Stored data

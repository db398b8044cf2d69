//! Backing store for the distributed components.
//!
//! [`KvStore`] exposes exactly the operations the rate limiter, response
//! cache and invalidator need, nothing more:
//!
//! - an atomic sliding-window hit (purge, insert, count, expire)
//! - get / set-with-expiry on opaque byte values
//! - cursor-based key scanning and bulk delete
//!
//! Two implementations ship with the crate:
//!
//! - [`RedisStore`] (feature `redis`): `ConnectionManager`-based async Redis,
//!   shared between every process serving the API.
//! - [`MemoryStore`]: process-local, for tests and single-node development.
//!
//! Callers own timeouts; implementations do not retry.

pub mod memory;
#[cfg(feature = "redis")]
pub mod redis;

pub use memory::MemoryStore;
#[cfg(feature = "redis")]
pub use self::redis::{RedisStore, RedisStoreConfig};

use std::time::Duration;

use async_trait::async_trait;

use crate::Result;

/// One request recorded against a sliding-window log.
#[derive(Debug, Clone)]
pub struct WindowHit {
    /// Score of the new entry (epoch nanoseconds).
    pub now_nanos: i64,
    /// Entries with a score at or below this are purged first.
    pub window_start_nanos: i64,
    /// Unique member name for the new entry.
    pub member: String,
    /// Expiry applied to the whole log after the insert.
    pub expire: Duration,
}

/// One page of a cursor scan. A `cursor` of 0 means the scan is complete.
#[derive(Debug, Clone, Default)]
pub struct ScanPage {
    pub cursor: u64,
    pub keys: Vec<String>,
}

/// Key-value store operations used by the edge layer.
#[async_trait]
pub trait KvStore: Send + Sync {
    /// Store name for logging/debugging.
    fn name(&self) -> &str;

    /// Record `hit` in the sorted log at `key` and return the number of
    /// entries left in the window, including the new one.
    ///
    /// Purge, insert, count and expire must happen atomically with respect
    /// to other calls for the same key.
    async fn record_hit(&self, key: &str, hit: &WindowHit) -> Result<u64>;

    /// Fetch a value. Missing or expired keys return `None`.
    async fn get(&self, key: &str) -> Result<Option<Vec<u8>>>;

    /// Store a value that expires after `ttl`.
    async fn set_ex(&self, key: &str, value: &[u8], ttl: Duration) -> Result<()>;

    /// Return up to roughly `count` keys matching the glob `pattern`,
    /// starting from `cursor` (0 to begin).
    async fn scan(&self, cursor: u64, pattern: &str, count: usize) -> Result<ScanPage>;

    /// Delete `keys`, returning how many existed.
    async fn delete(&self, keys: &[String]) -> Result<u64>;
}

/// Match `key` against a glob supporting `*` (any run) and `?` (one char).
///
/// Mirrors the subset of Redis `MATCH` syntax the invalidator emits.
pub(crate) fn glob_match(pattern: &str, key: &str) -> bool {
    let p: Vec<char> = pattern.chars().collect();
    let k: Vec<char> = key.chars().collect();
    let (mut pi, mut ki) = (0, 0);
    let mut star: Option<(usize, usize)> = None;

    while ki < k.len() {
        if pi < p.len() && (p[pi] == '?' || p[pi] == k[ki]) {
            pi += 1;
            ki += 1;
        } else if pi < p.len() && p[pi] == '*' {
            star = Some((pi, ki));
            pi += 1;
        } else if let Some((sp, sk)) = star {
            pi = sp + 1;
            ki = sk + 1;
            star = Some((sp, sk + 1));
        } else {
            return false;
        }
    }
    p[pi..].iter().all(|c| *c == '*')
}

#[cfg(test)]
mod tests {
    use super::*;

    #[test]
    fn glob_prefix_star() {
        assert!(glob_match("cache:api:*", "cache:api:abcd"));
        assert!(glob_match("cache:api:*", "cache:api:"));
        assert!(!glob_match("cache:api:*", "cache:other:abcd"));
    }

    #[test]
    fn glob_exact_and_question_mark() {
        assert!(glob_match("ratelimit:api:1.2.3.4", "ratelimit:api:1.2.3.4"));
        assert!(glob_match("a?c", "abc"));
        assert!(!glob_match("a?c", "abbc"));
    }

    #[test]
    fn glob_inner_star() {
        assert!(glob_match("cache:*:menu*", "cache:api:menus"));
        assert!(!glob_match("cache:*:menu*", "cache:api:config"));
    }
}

--- Exercise goal ---
Working through the entries above, copy every line in which "against" is found.

--- Answer box ---
/// One request recorded against a sliding-window log.
/// Match `key` against a glob supporting `*` (any run) and `?` (one char).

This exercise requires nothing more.